An inspired ‘re-inventor’
Kotsanas himself studied at the University of Patras, in the Department of Mechanical Engineering and Aeronautics. He began studying ancient Greek writings at the recommendation of a professor of his, Andreas Dimarogonas, himself an important figure in the field of mechanical design and vibrations. And so from his student days he began creating with his own hands – as he still does today – ancient elevators, clocks, odometers and games – exactly as they are described in ancient texts.
“The ancient Greeks had the same needs as us. They didn’t just invent catapults that were needed for campaigns, but also objects that were used simply for entertainment,” Kotsanas explains right before I see what he means with my own eyes.
“Wine or water?” a 3rd century BC waitress would ask. The metal jug that she held would ‘hear’ the answer and deliver the desired drink. How? The container had two chambers and two air openings. By subtly blocking one opening or the other with her thumb, she could determine which drink would pour out of the jug.
Its inventor, Philo of Byzantium (3rd century BC), however did not stop there. He created the world’s first robot – a human-shaped contraption that would dispense wine when a cup was placed in its hand – which was once placed in the market of Alexandria. Automatic vending machines dispensing blessings were also placed outside of certain temples, as described in the writings of Hero of Alexandria in the 1st century AD.
Hero of Alexandria also refers to a progenitor of today’s TV sets, dating to the 3rd century BC, which operated with mobile miniature objects, sound and light – a replica of this also exists in the museum. “You could watch, let’s say, the soap opera of the time which was the Trojan War,” I am told by Kotsanas, who has a unique way of making the tour thoroughly entertaining.
At the museum there is also a copy of the Antikythera Mechanism, the oldest known analog computer. The original device has already been the subject of many museum exhibitions, but here visitors can turn the mechanism and work out for themselves the movements of the planets, Zodiac cycle and mobile feast days of the ancient Greeks.
Other impressive inventions include: the complex mechanism that was hidden underground in the courtyards of temples to create a ‘miracle’ whenever a sacrifice was made at the altar; the flying dove of Archytas (the first autonomous flying machine); an ancient firefighting pump, functionally the same as those used up until about a century ago; different medical tools; kitchen gadgets and more.

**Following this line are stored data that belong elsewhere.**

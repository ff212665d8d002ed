use anyhow::{anyhow, Result};
use serde::{Deserialize, Serialize};
use std::str::FromStr;

const TEMPORAL_WINDOW_MS: u64 = 3_000;
const TEMPORAL_THRESHOLD: u32 = 1;
const TEMPORAL_IOU_THRESHOLD: f64 = 0.25;
const NMS_WINDOW_MS: u64 = 5_000;
const NMS_IOU_THRESHOLD: f64 = 0.5;
const MIN_BOX_AREA: f64 = 0.001;
const MAX_BOX_AREA: f64 = 0.70;
const MAX_ASPECT_RATIO: f64 = 15.0;

/// Which deployment a profile was built for.
#[derive(Clone, Copy, Debug, Default, PartialEq, Eq, Serialize, Deserialize)]
#[serde(rename_all = "lowercase")]
pub enum ProfileKind {
    /// Crime-scene evidence capture.
    Forensic,
    /// Construction / property defect inspection.
    #[default]
    Property,
}

impl FromStr for ProfileKind {
    type Err = anyhow::Error;

    fn from_str(s: &str) -> Result<Self> {
        match s.trim().to_lowercase().as_str() {
            "forensic" | "evidence" => Ok(Self::Forensic),
            "property" | "defect" | "construction" => Ok(Self::Property),
            other => Err(anyhow!(
                "unknown profile '{}': expected 'forensic' or 'property'",
                other
            )),
        }
    }
}

impl ProfileKind {
    pub fn as_str(self) -> &'static str {
        match self {
            ProfileKind::Forensic => "forensic",
            ProfileKind::Property => "property",
        }
    }
}

/// Every tunable of the filter chain, constructed once per mode and threaded
/// through the pipeline.
#[derive(Clone, Debug, PartialEq, Serialize, Deserialize)]
pub struct DetectionProfile {
    /// Sliding window for the coarse duplicate filter.
    pub dedup_window_ms: u64,
    /// Maximum center distance (normalized) for two reports to be one defect.
    pub spatial_tolerance: f64,
    /// Detections below this confidence (0..100) are dropped.
    pub min_confidence: f64,
    pub temporal_window_ms: u64,
    /// Sightings required before a candidate is confirmed. 1 confirms on sight.
    pub temporal_threshold: u32,
    /// IoU at which a new sighting matches an existing temporal candidate.
    pub iou_threshold: f64,
    pub nms_window_ms: u64,
    pub nms_iou_threshold: f64,
    pub min_box_area: f64,
    pub max_box_area: f64,
    pub max_aspect_ratio: f64,
}

impl DetectionProfile {
    pub fn forensic() -> Self {
        Self {
            dedup_window_ms: 45_000,
            spatial_tolerance: 0.12,
            min_confidence: 70.0,
            ..Self::shared()
        }
    }

    pub fn property() -> Self {
        Self {
            dedup_window_ms: 30_000,
            spatial_tolerance: 0.15,
            min_confidence: 60.0,
            ..Self::shared()
        }
    }

    pub fn for_kind(kind: ProfileKind) -> Self {
        match kind {
            ProfileKind::Forensic => Self::forensic(),
            ProfileKind::Property => Self::property(),
        }
    }

    fn shared() -> Self {
        Self {
            dedup_window_ms: 0,
            spatial_tolerance: 0.0,
            min_confidence: 0.0,
            temporal_window_ms: TEMPORAL_WINDOW_MS,
            temporal_threshold: TEMPORAL_THRESHOLD,
            iou_threshold: TEMPORAL_IOU_THRESHOLD,
            nms_window_ms: NMS_WINDOW_MS,
            nms_iou_threshold: NMS_IOU_THRESHOLD,
            min_box_area: MIN_BOX_AREA,
            max_box_area: MAX_BOX_AREA,
            max_aspect_ratio: MAX_ASPECT_RATIO,
        }
    }

    pub fn with_temporal_threshold(mut self, threshold: u32) -> Self {
        self.temporal_threshold = threshold;
        self
    }

    pub fn validate(&self) -> Result<()> {
        if self.dedup_window_ms == 0 || self.temporal_window_ms == 0 || self.nms_window_ms == 0 {
            return Err(anyhow!("profile windows must be greater than zero"));
        }
        if self.temporal_threshold == 0 {
            return Err(anyhow!("temporal_threshold must be at least 1"));
        }
        if !(0.0..=100.0).contains(&self.min_confidence) {
            return Err(anyhow!(
                "min_confidence must be within 0..=100, got {}",
                self.min_confidence
            ));
        }
        for (name, value) in [
            ("spatial_tolerance", self.spatial_tolerance),
            ("iou_threshold", self.iou_threshold),
            ("nms_iou_threshold", self.nms_iou_threshold),
            ("min_box_area", self.min_box_area),
            ("max_box_area", self.max_box_area),
        ] {
            if !(0.0..=1.0).contains(&value) {
                return Err(anyhow!("{} must be within 0..=1, got {}", name, value));
            }
        }
        if self.min_box_area >= self.max_box_area {
            return Err(anyhow!("min_box_area must be below max_box_area"));
        }
        if self.max_aspect_ratio.is_nan() || self.max_aspect_ratio < 1.0 {
            return Err(anyhow!("max_aspect_ratio must be at least 1"));
        }
        Ok(())
    }
}

impl Default for DetectionProfile {
    fn default() -> Self {
        Self::property()
    }
}

#[cfg(test)]
mod tests {
    use super::*;

    #[test]
    fn presets_validate() {
        DetectionProfile::forensic().validate().unwrap();
        DetectionProfile::property().validate().unwrap();
    }

    #[test]
    fn presets_differ_only_in_dedup_and_confidence() {
        let f = DetectionProfile::forensic();
        let p = DetectionProfile::property();
        assert_eq!(f.dedup_window_ms, 45_000);
        assert_eq!(p.dedup_window_ms, 30_000);
        assert_eq!(f.spatial_tolerance, 0.12);
        assert_eq!(p.spatial_tolerance, 0.15);
        assert_eq!(f.min_confidence, 70.0);
        assert_eq!(p.min_confidence, 60.0);
        assert_eq!(f.temporal_threshold, 1);
        assert_eq!(f.temporal_window_ms, p.temporal_window_ms);
        assert_eq!(f.nms_iou_threshold, p.nms_iou_threshold);
    }

    #[test]
    fn validate_rejects_zero_threshold_and_bad_ranges() {
        assert!(DetectionProfile::property()
            .with_temporal_threshold(0)
            .validate()
            .is_err());

        let mut p = DetectionProfile::property();
        p.nms_iou_threshold = 1.5;
        assert!(p.validate().is_err());

        let mut p = DetectionProfile::forensic();
        p.min_box_area = 0.8;
        assert!(p.validate().is_err());

        let mut p = DetectionProfile::forensic();
        p.nms_window_ms = 0;
        assert!(p.validate().is_err());
    }

    #[test]
    fn profile_kind_parses_aliases() {
        assert_eq!("Evidence".parse::<ProfileKind>().unwrap(), ProfileKind::Forensic);
        assert_eq!(" defect ".parse::<ProfileKind>().unwrap(), ProfileKind::Property);
        assert!("xray".parse::<ProfileKind>().is_err());
    }
}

An additional floor of the museum will soon open to the public that is dedicated to ancient musical instruments, with exhibits such as replicas of the first piano and the first drum set in the world. The museum is also planning to create temporary exhibitions around different themes such as ancient games and toys. And in the small gift shop you will find great brain-stimulating games and puzzles for young and old.
To find the museum, housed in a tall Art Nouveau building on Pindarou Street, keep an eye out for a discreet sculpture with birds that sing – yet another ancient invention. Head in, and if you don’t run into Kostas Kotsanas, you will definitely find one of his sons – Giorgos, Panayiotis and Marios who have picked up their father’s passion and are continuing his lifelong work.